Window Shopping Physiology

15 April 2024


I caught myself staring at the shop window on Oxford Street the other day, but not at the clothes. There was a striking difference in posture between the female and male mannequins.

Now, I don’t obsess with a “perfect” or “correct” posture, but as a biomechanist, I know that the positioning of body segments matters for how the muscles attached to them work. By the way, I’m talking about positioning in use. So, let’s imagine these mannequins finishing their shift and walking down the road to grab a cup of coffee.

Muscles can contract at different lengths - which is great because I can have my arm muscles firing when I hold a grocery bag/child/pot just above the floor, but close to my face too. But to work the most effectively, the muscles’ length needs to be in an optimal range.

So, how do muscles generate force?

If we zoom in to the microscopic level, muscles are made of myofibrils, tiny threads containing two types of protein - thicker (let’s imagine them as red) and thinner (they can be blue). Reds and Blues play tug-of-war and Reds are winning, as they have tiny hooks that help them grab and pull onto Blues making the whole thread shorter. This overlapping is how muscles fire.

tug of war illustration

The Reds’ and Blues’ tug-of-war game works at different muscle lengths as we need to accomplish different movements. But, if a muscle is too stretched (its attachments are too far apart), Reds’ hooks can’t grab onto the Blues. Similarly, if the muscle is too shortened (its attachments are too close), the hooks are cramped together and again can’t grab onto Blues as effectively.

Our muscles have a Goldilocks range of lengths, where they can work the best.

The further you move from this range in each direction, shortening or lengthening excessively, the fewer protein overlaps we have and the less force can be produced.

Now, if you have an injury, chronic pain or some of the muscles are weakened - you are already in a place where some muscles don’t work well alone and together with the rest of the body. If you struggle with back pain, hernia or abdominal separation, these are your abdominal muscles. The positioning of your pelvis and the ribcage means your abs will be able to contract more or less effectively. So we need to make sure to have them in a place where they can work as well as possible and it’s the least challenging to manage the pressure inside the belly.

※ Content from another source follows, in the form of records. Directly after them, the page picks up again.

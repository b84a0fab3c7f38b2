//! Game board: ship placement, attack resolution and the record of misses.

use alloc::vec;
use alloc::vec::Vec;
use core::fmt;
use log::{debug, trace};
use rand::Rng;

use crate::common::{
    AttackError, AttackOutcome, BoardSizeError, Coord, PlacementError, RejectedPlacement,
};
use crate::config::{DEFAULT_BOARD_SIZE, MAX_BOARD_SIZE, MAX_PLACEMENT_ATTEMPTS};
use crate::ship::{Orientation, Ship, ShipDef, ShipId};

/// An occupied grid position: the ship covering it and whether it was hit.
#[derive(Debug, Clone, Copy, PartialEq, Eq)]
pub struct Cell {
    pub ship: ShipId,
    pub hit: bool,
}

/// Square board owning its ships. Empty cells are `None`; misses are kept
/// separately in the order they happened, with a per-cell mask for lookups.
#[derive(Debug, Clone, PartialEq, Eq)]
pub struct Gameboard {
    size: usize,
    grid: Vec<Option<Cell>>,
    ships: Vec<Ship>,
    missed: Vec<Coord>,
    missed_mask: Vec<bool>,
}

impl Gameboard {
    /// Create an empty `size`×`size` board. `size` is clamped to
    /// `MAX_BOARD_SIZE`.
    pub fn new(size: usize) -> Self {
        let size = size.min(MAX_BOARD_SIZE);
        Gameboard {
            size,
            grid: vec![None; size * size],
            ships: Vec::new(),
            missed: Vec::new(),
            missed_mask: vec![false; size * size],
        }
    }

    /// Fallible constructor: returns `Err` if `size` exceeds `MAX_BOARD_SIZE`.
    pub fn try_new(size: usize) -> Result<Self, BoardSizeError> {
        if size > MAX_BOARD_SIZE {
            Err(BoardSizeError {
                size,
                max: MAX_BOARD_SIZE,
            })
        } else {
            Ok(Self::new(size))
        }
    }

    pub fn size(&self) -> usize {
        self.size
    }

    fn index(&self, x: usize, y: usize) -> Option<usize> {
        if x < self.size && y < self.size {
            Some(y * self.size + x)
        } else {
            None
        }
    }

    pub fn in_bounds(&self, x: usize, y: usize) -> bool {
        self.index(x, y).is_some()
    }

    /// Occupant of `(x, y)`, or `None` for water and out-of-range positions.
    pub fn cell(&self, x: usize, y: usize) -> Option<Cell> {
        self.index(x, y).and_then(|i| self.grid[i])
    }

    pub fn ship(&self, id: ShipId) -> Option<&Ship> {
        self.ships.get(id.0)
    }

    pub fn ship_at(&self, x: usize, y: usize) -> Option<&Ship> {
        self.cell(x, y).and_then(|c| self.ship(c.ship))
    }

    /// Placed ships in placement order.
    pub fn ships(&self) -> &[Ship] {
        &self.ships
    }

    /// Number of placed ships still afloat.
    pub fn ships_remaining(&self) -> usize {
        self.ships.iter().filter(|s| !s.is_sunk()).count()
    }

    /// Missed coordinates in the order they were attacked.
    pub fn missed_attacks(&self) -> &[Coord] {
        &self.missed
    }

    pub fn is_missed(&self, x: usize, y: usize) -> bool {
        self.index(x, y).is_some_and(|i| self.missed_mask[i])
    }

    pub fn is_hit(&self, x: usize, y: usize) -> bool {
        matches!(self.cell(x, y), Some(Cell { hit: true, .. }))
    }

    /// In bounds and not yet attacked.
    pub fn is_valid_move(&self, x: usize, y: usize) -> bool {
        self.in_bounds(x, y) && !self.is_hit(x, y) && !self.is_missed(x, y)
    }

    /// Every coordinate that can still be attacked, row by row.
    pub fn untried_cells(&self) -> impl Iterator<Item = Coord> + '_ {
        (0..self.size)
            .flat_map(move |y| (0..self.size).map(move |x| Coord::new(x, y)))
            .filter(move |c| self.is_valid_move(c.x, c.y))
    }

    pub fn has_untried_cells(&self) -> bool {
        self.untried_cells().next().is_some()
    }

    /// Grid indices a ship would cover, or the first reason it cannot go there.
    fn covered_cells(
        &self,
        length: usize,
        x: usize,
        y: usize,
        orientation: Orientation,
    ) -> Result<Vec<usize>, PlacementError> {
        if length == 0 {
            return Err(PlacementError::ZeroLength);
        }
        let mut cells = Vec::with_capacity(length);
        for i in 0..length {
            let (dx, dy) = orientation.offset(i);
            let idx = x
                .checked_add(dx)
                .zip(y.checked_add(dy))
                .and_then(|(cx, cy)| self.index(cx, cy))
                .ok_or(PlacementError::OutOfBounds)?;
            if self.grid[idx].is_some() {
                return Err(PlacementError::Overlaps);
            }
            cells.push(idx);
        }
        Ok(cells)
    }

    /// Check whether a ship of `length` fits with its head at `(x, y)`.
    pub fn is_valid_placement(
        &self,
        length: usize,
        x: usize,
        y: usize,
        orientation: Orientation,
    ) -> Result<(), PlacementError> {
        self.covered_cells(length, x, y, orientation).map(|_| ())
    }

    /// Place `ship` with its head at `(x, y)`. Either every covered cell is
    /// claimed or, on error, the board is left untouched and the ship is
    /// returned inside the error.
    pub fn place_ship(
        &mut self,
        ship: Ship,
        x: usize,
        y: usize,
        orientation: Orientation,
    ) -> Result<ShipId, RejectedPlacement> {
        let cells = match self.covered_cells(ship.length(), x, y, orientation) {
            Ok(cells) => cells,
            Err(reason) => {
                trace!("rejected {} at ({}, {}) {:?}: {}", ship.name(), x, y, orientation, reason);
                return Err(RejectedPlacement::new(reason, ship));
            }
        };
        let id = ShipId(self.ships.len());
        for idx in cells {
            self.grid[idx] = Some(Cell { ship: id, hit: false });
        }
        debug!("placed {} at ({}, {}) {:?}", ship.name(), x, y, orientation);
        self.ships.push(ship);
        Ok(id)
    }

    /// Returns a random free head position and orientation for a ship of `length`.
    pub fn random_placement<R: Rng + ?Sized>(
        &self,
        rng: &mut R,
        length: usize,
    ) -> Result<(Coord, Orientation), PlacementError> {
        if length == 0 {
            return Err(PlacementError::ZeroLength);
        }
        if length > self.size {
            return Err(PlacementError::UnableToPlace);
        }
        for _ in 0..MAX_PLACEMENT_ATTEMPTS {
            let orientation = if rng.random_bool(0.5) {
                Orientation::Horizontal
            } else {
                Orientation::Vertical
            };
            let (max_x, max_y) = match orientation {
                Orientation::Horizontal => (self.size - length, self.size - 1),
                Orientation::Vertical => (self.size - 1, self.size - length),
            };
            let head = Coord::new(rng.random_range(0..=max_x), rng.random_range(0..=max_y));
            if self
                .is_valid_placement(length, head.x, head.y, orientation)
                .is_ok()
            {
                return Ok((head, orientation));
            }
        }
        Err(PlacementError::UnableToPlace)
    }

    /// Deploy each definition in `fleet` at a random free position. Ships
    /// placed before a failure stay on the board.
    pub fn place_fleet<R: Rng + ?Sized>(
        &mut self,
        rng: &mut R,
        fleet: &[ShipDef],
    ) -> Result<(), PlacementError> {
        for def in fleet {
            let (head, orientation) = self.random_placement(rng, def.length())?;
            self.place_ship(def.build(), head.x, head.y, orientation)?;
        }
        Ok(())
    }

    /// Resolve an attack at `(x, y)`. Out-of-range and repeated attacks are
    /// rejected and change nothing.
    pub fn receive_attack(&mut self, x: usize, y: usize) -> Result<AttackOutcome, AttackError> {
        let idx = self.index(x, y).ok_or(AttackError::OutOfBounds { x, y })?;
        match self.grid[idx] {
            Some(Cell { hit: true, .. }) => Err(AttackError::AlreadyAttacked { x, y }),
            Some(Cell { ship, hit: false }) => {
                self.grid[idx] = Some(Cell { ship, hit: true });
                let ship = &mut self.ships[ship.0];
                ship.hit();
                let outcome = if ship.is_sunk() {
                    AttackOutcome::Sunk
                } else {
                    AttackOutcome::Hit
                };
                debug!("attack at ({}, {}) on {}: {:?}", x, y, ship.name(), outcome);
                Ok(outcome)
            }
            None => {
                if self.missed_mask[idx] {
                    return Err(AttackError::AlreadyAttacked { x, y });
                }
                let coord = Coord::new(x, y);
                self.missed_mask[idx] = true;
                self.missed.push(coord);
                debug!("attack at {}: Miss", coord);
                Ok(AttackOutcome::Miss)
            }
        }
    }

    /// Returns `true` when at least one ship is placed and every ship is sunk.
    pub fn all_ships_sunk(&self) -> bool {
        !self.ships.is_empty() && self.ships.iter().all(Ship::is_sunk)
    }
}

impl Default for Gameboard {
    fn default() -> Self {
        Self::new(DEFAULT_BOARD_SIZE)
    }
}

/// Plain text dump: `S` ship, `X` hit, `o` miss, `.` water.
impl fmt::Display for Gameboard {
    fn fmt(&self, f: &mut fmt::Formatter<'_>) -> fmt::Result {
        write!(f, "   ")?;
        for x in 0..self.size {
            write!(f, " {}", x % 10)?;
        }
        writeln!(f)?;
        for y in 0..self.size {
            write!(f, "{:3}", y)?;
            for x in 0..self.size {
                let ch = match self.cell(x, y) {
                    Some(Cell { hit: true, .. }) => 'X',
                    Some(Cell { hit: false, .. }) => 'S',
                    None if self.is_missed(x, y) => 'o',
                    None => '.',
                };
                write!(f, " {}", ch)?;
            }
            writeln!(f)?;
        }
        Ok(())
    }
}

This is why in Core rePower we always talk about stacking the ribcage and the pelvis over each other. If you imagine your pelvis and the ribcage as two bowls of soup, or two Tupperware boxes, we want their lids, i.e. liquids inside them, to stay parallel, no matter how you move.

This way, the muscle fibres of both the abdominal and back muscles stay at the lengths where they can support us. The diaphragm and pelvic floor stay on top of each other, so we can breathe well, manage the pressure inside the belly and keep the spine and the organs safe.

Women mannequins

But where are the bowls of the female mannequins?

All over the place! Soup spilling all over their legs!

It wouldn’t be easy to heal your belly and the lower back and keep your pelvis healthy if you walked like this all day, that’s for sure.

Does this reflect the cultural expectations of our times towards women? Maybe. Luckily, the male mannequins didn’t model such a distorted body shape.

My stomach is rolling, imagining teenage girls, one of them my now 8-year-old daughter, twisting, arching and zig-zagging their ribcage and pelvis to fit into the current expectation of “beautiful”.

And how in the world would you “bounce back” after having a baby into this shape? And would you want to?

We still have a long way to go to gender equality…

Happy late International Women’s Day and the Women’s History Month!

To dig deeper into muscle physiology, you can check out

Squire J. (2019). Special Issue: The Actin-Myosin Interaction in Muscle: Background and Overview. International journal of molecular sciences, 20(22), 5715.